Unfortunately, in current administrative scholarship we are left most often with reflections, critiques, and transmutations of the Platonic (Dahl, 1991), which are then appended to conceptions of the proper roles of authority (Golembiewski, 1961), used to accessorize many different ideals of the good society, and conformed to some broad discussion of a public sphere. Rather than advancing the study of justice with our own voice, we find ourselves consistently returning to these well-traveled routes, these very abstract, but established views of justice. And because we have no voice of our own, we are simply left with the problem that everyone's understanding of justice still falls short (Somers, 1995). This makes any sort of integrated development of justice, practice, and theory difficult if not impossible-given the manner in which scholars are currently developing theory.
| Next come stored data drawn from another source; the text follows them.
//! Object store abstraction for `PoolInventory` objects.
//!
//! The reconciler and the informer only talk to the store through
//! [`InventoryBackend`], so the production Kubernetes client and the
//! in-memory store used in tests are interchangeable.

pub mod kubernetes;
pub mod memory;

use async_trait::async_trait;
use futures::stream::BoxStream;
use thiserror::Error;

use crate::key::ObjectKey;
use crate::resource::PoolInventory;

/// Errors that can occur during backend operations.
#[derive(Debug, Clone, PartialEq, Eq, Error)]
pub enum BackendError {
    /// Object not found.
    #[error("not found: {0}")]
    NotFound(String),

    /// Object already exists (create raced with another writer).
    #[error("already exists: {0}")]
    AlreadyExists(String),

    /// Object rejected by the server.
    #[error("invalid: {0}")]
    Invalid(String),

    /// Version mismatch (optimistic concurrency control).
    #[error("conflict: {0}")]
    Conflict(String),

    /// The watch resource version is too old, a relist is required.
    #[error("resource version expired: {0}")]
    Expired(String),

    /// Network or server-side failure.
    #[error("transient: {0}")]
    Transient(String),
}

impl BackendError {
    /// Whether the operation may succeed when retried later.
    ///
    /// `NotFound` on a write means the object went away after it was read
    /// from the cache; the next pass recreates it.
    pub fn is_retryable(&self) -> bool {
        !matches!(self, BackendError::Invalid(_))
    }
}

/// Result type for backend operations.
pub type Result<T> = std::result::Result<T, BackendError>;

/// A change delivered by [`InventoryBackend::watch`].
#[derive(Debug, Clone, PartialEq)]
pub enum WatchEvent {
    Added(PoolInventory),
    Modified(PoolInventory),
    Deleted(PoolInventory),
}

impl WatchEvent {
    pub fn object(&self) -> &PoolInventory {
        match self {
            WatchEvent::Added(obj) | WatchEvent::Modified(obj) | WatchEvent::Deleted(obj) => obj,
        }
    }
}

/// Snapshot returned by [`InventoryBackend::list`].
#[derive(Debug, Clone, Default)]
pub struct InventoryList {
    pub items: Vec<PoolInventory>,
    /// Version to start a watch from.
    pub resource_version: String,
}

pub type WatchStream = BoxStream<'static, Result<WatchEvent>>;

/// Store operations needed by the agent.
#[async_trait]
pub trait InventoryBackend: Send + Sync {
    /// Get an object by key. A missing object is `Ok(None)`.
    async fn get(&self, key: &ObjectKey) -> Result<Option<PoolInventory>>;

    /// List every object in a namespace.
    async fn list(&self, namespace: &str) -> Result<InventoryList>;

    /// Stream changes in a namespace after `resource_version`.
    async fn watch(&self, namespace: &str, resource_version: &str) -> Result<WatchStream>;

    /// Create an object. Fails with `AlreadyExists` if the key is taken.
    async fn create(&self, obj: &PoolInventory) -> Result<PoolInventory>;

    /// Replace an object, provided it is still at `resource_version`.
    async fn update(&self, obj: &PoolInventory, resource_version: &str) -> Result<PoolInventory>;
}
//! Worker pool draining the work queue.

use std::any::Any;
use std::panic::AssertUnwindSafe;
use std::sync::Arc;

use futures::FutureExt;
use tokio::sync::watch;
use tokio::task::JoinHandle;
use tracing::{debug, error, info, warn};

use crate::key::ObjectKey;
use crate::queue::WorkQueue;
use crate::reconciler::Reconciler;
use crate::shutdown;

/// Calls `done` for its key when dropped, so the key is released on every
/// exit path of a worker iteration.
struct DoneGuard<'a> {
    queue: &'a WorkQueue<ObjectKey>,
    key: ObjectKey,
}

impl Drop for DoneGuard<'_> {
    fn drop(&mut self) {
        self.queue.done(&self.key);
    }
}

fn panic_message(panic: &(dyn Any + Send)) -> &str {
    if let Some(s) = panic.downcast_ref::<&str>() {
        s
    } else if let Some(s) = panic.downcast_ref::<String>() {
        s.as_str()
    } else {
        "unknown panic"
    }
}

/// Start `count` workers. They exit when the queue shuts down; a reconcile
/// still running when `shutdown` fires is abandoned.
pub fn spawn_workers(
    count: usize,
    queue: Arc<WorkQueue<ObjectKey>>,
    reconciler: Arc<dyn Reconciler>,
    shutdown: watch::Receiver<bool>,
) -> Vec<JoinHandle<()>> {
    (0..count)
        .map(|id| {
            tokio::spawn(run_worker(
                id,
                Arc::clone(&queue),
                Arc::clone(&reconciler),
                shutdown.clone(),
            ))
        })
        .collect()
}

async fn run_worker(
    id: usize,
    queue: Arc<WorkQueue<ObjectKey>>,
    reconciler: Arc<dyn Reconciler>,
    mut shutdown: watch::Receiver<bool>,
) {
    debug!(worker = id, "Worker started");

    while let Some(key) = queue.get().await {
        let _guard = DoneGuard {
            queue: &queue,
            key: key.clone(),
        };

        let result = tokio::select! {
            result = AssertUnwindSafe(reconciler.reconcile(&key)).catch_unwind() => result,
            _ = shutdown::requested(&mut shutdown) => {
                info!(worker = id, key = %key, "Abandoning reconcile on shutdown");
                break;
            }
        };

        match result {
            Ok(Ok(outcome)) => {
                debug!(worker = id, key = %key, ?outcome, "Reconciled");
                queue.forget(&key);
            }
            Ok(Err(e)) if e.is_retryable() => {
                warn!(
                    worker = id,
                    key = %key,
                    error = %e,
                    requeues = queue.num_requeues(&key),
                    "Reconcile failed, requeueing"
                );
                queue.add_rate_limited(key.clone());
            }
            Ok(Err(e)) => {
                error!(
                    worker = id,
                    key = %key,
                    error = %e,
                    requeues = queue.num_requeues(&key),
                    "Reconcile failed permanently, dropping key"
                );
                queue.forget(&key);
            }
            Err(panic) => {
                error!(
                    worker = id,
                    key = %key,
                    panic = panic_message(panic.as_ref()),
                    requeues = queue.num_requeues(&key),
                    "Reconcile panicked, requeueing"
                );
                queue.add_rate_limited(key.clone());
            }
        }
    }

    debug!(worker = id, "Worker stopped");
}
//! Discovery of the ZFS pools present on the machine.

use std::sync::atomic::{AtomicU64, Ordering};
use std::sync::{Mutex, PoisonError};

use async_trait::async_trait;
use thiserror::Error;
use tokio::process::Command;
use tracing::debug;

use crate::resource::Pool;

#[derive(Debug, Clone, PartialEq, Eq, Error)]
pub enum ProbeError {
    #[error("failed to run zpool: {0}")]
    Spawn(String),

    #[error("zpool list exited with {status}: {stderr}")]
    Command { status: String, stderr: String },

    #[error("unexpected zpool output: {0}")]
    Parse(String),
}

/// Source of the observed pool set.
#[async_trait]
pub trait PoolProber: Send + Sync {
    /// Current pools, sorted by name.
    async fn probe(&self) -> Result<Vec<Pool>, ProbeError>;
}

/// Reads pools with `zpool list`.
#[derive(Debug, Clone, Default)]
pub struct ZpoolProber {
    /// Only report these pools. Empty means every imported pool.
    pools: Vec<String>,
}

impl ZpoolProber {
    pub fn new(pools: Vec<String>) -> Self {
        Self { pools }
    }
}

#[async_trait]
impl PoolProber for ZpoolProber {
    async fn probe(&self) -> Result<Vec<Pool>, ProbeError> {
        let output = Command::new("zpool")
            .args(["list", "-Hp", "-o", "name,guid,free"])
            .args(&self.pools)
            .output()
            .await
            .map_err(|e| ProbeError::Spawn(e.to_string()))?;

        if !output.status.success() {
            return Err(ProbeError::Command {
                status: output.status.to_string(),
                stderr: String::from_utf8_lossy(&output.stderr).trim().to_string(),
            });
        }

        let pools = parse_zpool_list(&String::from_utf8_lossy(&output.stdout))?;
        debug!(count = pools.len(), "Probed pools");
        Ok(pools)
    }
}

/// Parse `zpool list -Hp -o name,guid,free` output.
pub fn parse_zpool_list(output: &str) -> Result<Vec<Pool>, ProbeError> {
    let mut pools = Vec::new();
    for line in output.lines().filter(|l| !l.trim().is_empty()) {
        let parts: Vec<&str> = line.trim().split('\t').collect();
        let [name, guid, free] = parts.as_slice() else {
            return Err(ProbeError::Parse(line.to_string()));
        };
        if name.is_empty() || guid.is_empty() {
            return Err(ProbeError::Parse(line.to_string()));
        }
        let free: u64 = free
            .parse()
            .map_err(|_| ProbeError::Parse(line.to_string()))?;
        pools.push(Pool::new(*name, *guid, free));
    }

    pools.sort_by(|a, b| a.name.cmp(&b.name));
    Ok(pools)
}

/// Prober returning a fixed answer that can be swapped at runtime.
#[derive(Debug)]
pub struct StaticProber {
    result: Mutex<Result<Vec<Pool>, ProbeError>>,
    calls: AtomicU64,
}

impl StaticProber {
    pub fn new(pools: Vec<Pool>) -> Self {
        Self {
            result: Mutex::new(Ok(pools)),
            calls: AtomicU64::new(0),
        }
    }

    pub fn set(&self, result: Result<Vec<Pool>, ProbeError>) {
        *self.result.lock().unwrap_or_else(PoisonError::into_inner) = result;
    }

    /// Number of probes served.
    pub fn calls(&self) -> u64 {
        self.calls.load(Ordering::Relaxed)
    }
}

#[async_trait]
impl PoolProber for StaticProber {
    async fn probe(&self) -> Result<Vec<Pool>, ProbeError> {
        self.calls.fetch_add(1, Ordering::Relaxed);
        self.result
            .lock()
            .unwrap_or_else(PoisonError::into_inner)
            .clone()
    }
}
Even in the realm of critical theory, with its contemporary concerns about many of the missing dimensions among the classical and modern conceptions of justice, we find that our understanding of what is just remains woefully underdeveloped. For these reasons it is imperative that we develop our voice and thereby a more thorough understanding of justice that reflects both the modern artifacts and postmodern realities of our world.
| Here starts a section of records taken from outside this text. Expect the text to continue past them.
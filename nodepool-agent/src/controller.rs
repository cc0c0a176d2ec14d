//! Wires the informer, router, queue, resync timer and workers together.

use std::sync::Arc;

use tokio::sync::watch;
use tokio::task::JoinHandle;
use tracing::{error, info, warn};

use crate::backend::InventoryBackend;
use crate::cache::Informer;
use crate::config::Config;
use crate::error::ControllerError;
use crate::key::ObjectKey;
use crate::prober::PoolProber;
use crate::queue::{ItemExponentialRateLimiter, WorkQueue};
use crate::reconciler::InventoryReconciler;
use crate::resync::ResyncTimer;
use crate::router::EventRouter;
use crate::scheme;
use crate::shutdown;
use crate::worker::spawn_workers;

/// Owner kind of every inventory object.
const OWNER_KIND: &str = "Node";

/// Control loop for one node's `PoolInventory`.
pub struct Controller {
    config: Config,
    backend: Arc<dyn InventoryBackend>,
    prober: Arc<dyn PoolProber>,
}

impl Controller {
    pub fn new(
        config: Config,
        backend: Arc<dyn InventoryBackend>,
        prober: Arc<dyn PoolProber>,
    ) -> Result<Self, ControllerError> {
        config.validate()?;
        Ok(Self {
            config,
            backend,
            prober,
        })
    }

    /// Run until `shutdown` flips to true (or its sender is dropped).
    ///
    /// Fails only if the registry cannot be set up or the cache does not
    /// sync within the configured timeout.
    pub async fn run(self, mut shutdown: watch::Receiver<bool>) -> Result<(), ControllerError> {
        let Config {
            scope,
            owner,
            workers,
            resync_interval,
            cache_sync_timeout,
            call_timeout,
            rate_limit_base,
            rate_limit_max,
        } = self.config;

        scheme::add_to_scheme()?;
        let owner_ref = scheme::global()
            .owner_reference(OWNER_KIND, &owner.name, &owner.uid, owner.controller)
            .map_err(ControllerError::Owner)?;

        let key = scope.key();
        info!(key = %key, owner = %owner.name, workers, "Starting controller");

        let queue = WorkQueue::new(ItemExponentialRateLimiter::new(
            rate_limit_base,
            rate_limit_max,
        ));
        let router = Arc::new(EventRouter::new(scope.clone(), Arc::clone(&queue)));

        let mut informer = Informer::new(Arc::clone(&self.backend), scope.namespace.clone());
        informer.add_handler(router.clone());
        let informer = Arc::new(informer);

        // Internal stop signal, so startup failures can stop what was started.
        let (stop_tx, stop_rx) = watch::channel(false);
        let mut tasks: Vec<JoinHandle<()>> = Vec::new();

        tasks.push(tokio::spawn({
            let informer = Arc::clone(&informer);
            let stop_rx = stop_rx.clone();
            async move { informer.run(stop_rx).await }
        }));

        let synced = tokio::select! {
            synced = informer.wait_for_sync(cache_sync_timeout) => Some(synced),
            _ = shutdown::requested(&mut shutdown) => None,
        };

        match synced {
            Some(true) => {}
            Some(false) => {
                error!(timeout = ?cache_sync_timeout, "Cache did not sync");
                stop(stop_tx, &queue, tasks).await;
                return Err(ControllerError::CacheSyncTimeout(cache_sync_timeout));
            }
            None => {
                info!("Shutdown requested before cache sync");
                stop(stop_tx, &queue, tasks).await;
                return Ok(());
            }
        }

        let reconciler = Arc::new(InventoryReconciler::new(
            Arc::clone(&self.backend),
            Arc::clone(&self.prober),
            informer.store(),
            owner_ref,
            call_timeout,
        ));

        let timer = ResyncTimer::new(key.clone(), resync_interval, Arc::clone(&queue));
        tasks.push(tokio::spawn(timer.run(stop_rx.clone())));
        tasks.extend(spawn_workers(
            workers,
            Arc::clone(&queue),
            reconciler,
            stop_rx,
        ));

        shutdown::requested(&mut shutdown).await;
        info!(key = %key, "Shutting down controller");

        stop(stop_tx, &queue, tasks).await;

        let dropped = router.dropped_events();
        if dropped > 0 {
            warn!(dropped, "Events outside the configured scope were ignored");
        }
        info!(key = %key, "Controller stopped");
        Ok(())
    }
}

async fn stop(
    stop_tx: watch::Sender<bool>,
    queue: &WorkQueue<ObjectKey>,
    tasks: Vec<JoinHandle<()>>,
) {
    stop_tx.send_replace(true);
    queue.shut_down();
    for task in tasks {
        if let Err(e) = task.await {
            warn!(error = %e, "Task ended abnormally");
        }
    }
}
To this end, rather than continually bobbing about in the realm of pure theory, or simply reapplying existing conceptions, we hope to develop a different understanding of justice, one that might be more useful to administrative theory and practice. In this book we explore the conventional views and their underlying assumptions, and raise questions of the usefulness and workability of such conceptions in Public Administration. This, in turn, enables us to offer a more dynamic understanding of justice, moving toward something that is not simply a heuristic or an atheoretical function of some specific application of choices. Instead, we hope to enrich the understanding of justice, and offer mechanisms for understanding this essentially contested concept, its evolution, and its place in an emerging condition of postmodernity (Lyotard, 1999). Making justice function in light of a postmodern condition, where symbols, language, and politics often supersede action, intent, and belief, is important. When issues become formed and driven by images, where practices can evolve and become totally separate from reality, and where problems become recast continually in ever- changing language- games (Wittgenstein, 1953), there is a special need to understand how we can justify practices and choices in some practical way. Without some practical understanding of justice, we are often left with denatured solutions that only fit some contemporary political agenda, rather than the problem itself. Toward this end, we carefully explore, examine, and contextualize the abstract, normative, and pragmatic ideas of justice, arriving at a theoretical construct that can explain what justice is, or at least why the term is used in certain ways, in our contemporary society.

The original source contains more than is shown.